日本の空港民営化(運営委託)は、各地でさまざまな動きが顕在化している。当面は、高松空港の運営権者決定(3つの候補から7月中にも決定か)、静岡空港第一次審査締め切り(7月26日)、福岡空港一次審査締め切り(8月10日)といった節目があり、これを過ぎるといよいよ、北海道7空港一括民営化に向けた国及び各社の動きが本格化すると見られている。またこのほど、2020年運営移管に向けた熊本空港の基本スキームも明らかにされた。

空港運営の民間委託に関する検討状況(国土交通省より)

他方、北海道の民営化はその他の空港に比べて構造が複雑であり、根が深い問題もある。筆者がいま感じている3つの懸念・心配について述べてみたい。

運営権委託に関する5原則

ひとつ目の心配は、空港管理者による意思疎通・認識の共有についてだ。今回の7空港民営化が、これまでの関西、仙台、そして相前後する福岡や熊本など、他空港と違うのは、空港の管理者が国(新千歳、函館、釧路、稚内)、北海道(女満別)、市(帯広、旭川)と分かれており、民間委託後の空港運営の仕組みが複雑なものとならざるを得ないことだ。

国は一連の国管理空港の運営委託プロセスを踏まえ、7月にもマーケットサウンディング、その後、年内にも実施方針を発表するとみられる。これに向け、6月8日に空港管理者4団体(国、北海道、帯広市、旭川市)が、北海道7空港の運営権委託における基本原則について合意した。

その5原則とは、(1)7空港の枠組みを維持(2)公平な入札で運営権者を決定(3)運営権者の提案や要求水準の厳守(守られなければ契約解除)(4)黒字空港による赤字空港の補填を行わない(5)原則として空港管理者(国、道、市)による運営者への出資を行わない、というものだ。一見、常識的で妥当と見える各合意項目の裏側には、各管理者・関係者の思惑が交錯し、それへの力関係の結果決められた背景が垣間見える。

全ての空港への投資強要はすべきでない

まず、(1)の7空港の枠組み堅持だが、北海道は以前から今回の一括民営化の対象から外れている6空港(丘珠、中標津、紋別、奥尻、利尻、礼文)が地方都市・空港活性化に取り残されることを危惧し、応募者に道内全13空港を見据えた空港運営の考え方を盛り込むよう望んでいた。しかし、国は7空港だけでも大変なところに余分な検討要素を持ち込むことで審査が複雑化することを嫌い、「対象外の6空港について何かを提案しても一切加点評価はされない」と、一連の空港シンポジウムで応募候補者に断言していた。

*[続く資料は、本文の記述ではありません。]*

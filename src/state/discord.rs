use serenity::all::ChannelId;

use super::BotState;

impl BotState {
    pub async fn discord_send_message(
        &self,
        channel_id: u64,
        message: &String,
    ) -> Result<(), String> {
        let this = self.0.read().await;
        let http = &this.discord.as_ref().unwrap().http;

        let channel_id = ChannelId::new(channel_id);
        channel_id.say(http, message).await.map_err(|e| e.to_string())?;

        Ok(())
    }
}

今回の合意で道の思惑は水面下に沈むことになるが、今後の応募者の提案戦略において、道内空港ネットワークの充実に関する提案を検討するには、丘珠空港を拠点とする航空網という要素は不可欠である。今後の議論再燃を待つということになりそうだ。

北海道7空港の内、新千歳空港だけが上下合計で60億円強の黒字(2015年度)となっている

(4)の「赤字補填はしない」という意味は、これだけでは大変分かりにくい。赤字補填は当然行うが単なる穴埋めではない、という趣旨になっている。

現在7空港の中では、新千歳だけが上下合計で60億円強の黒字(2015年度)で、他の6空港はそれぞれ2~9億円と、赤字額は合計で40億円にも達する。一体運営をすれば、否が応でも新千歳の黒字で全体をカバーせざるを得ないのだが、この合意で言っていることは、「各空港をそれぞれ全て黒字にせよということは要求しない」ものの、「運営権者は単なる収支の合算で浮けばいいという発想ではなく、新千歳の黒字を原資にして他空港の収益を改善するための具体的な経営努力を行え」という意味だ。

応募者の心構えとして設定するのは分かるものの、空港運営がビジネスである以上、確たる成算のない投資はできない。全空港への八方美人的な提案を国として要求するのはいかがなものかと思う。後述する空港側の勘違いを誘発する懸念も消えない。

道の出資の道を閉ざす意味は

(5)の空港管理者の出資問題についても、道が昨年来、新運営事業者(SPC)の出資・運営参画に意欲を示していたものを、国として認めないことを明確にしたものだ。これまで国は、現在民営化プロセスに入っている高松空港や福岡空港への県の出資を認めており、県管理の静岡空港も同様な状況だ。

複数空港一括管理となる北海道においては、エアポートセールスの一体化や広域観光ルートの整備など喫緊の課題を解決する上で、道のまとめ役としての活動が期待されるところもある。そのため、国があえて道の出資の道を閉ざすことに固執する真意が、筆者には疑問である。このように、空港管理者間、特に国と道との関係は、協調と相互補完というよりは、「主導権争い」の側面が目立つように感じるのは、今後に向けての大きな心配と言えるだろう。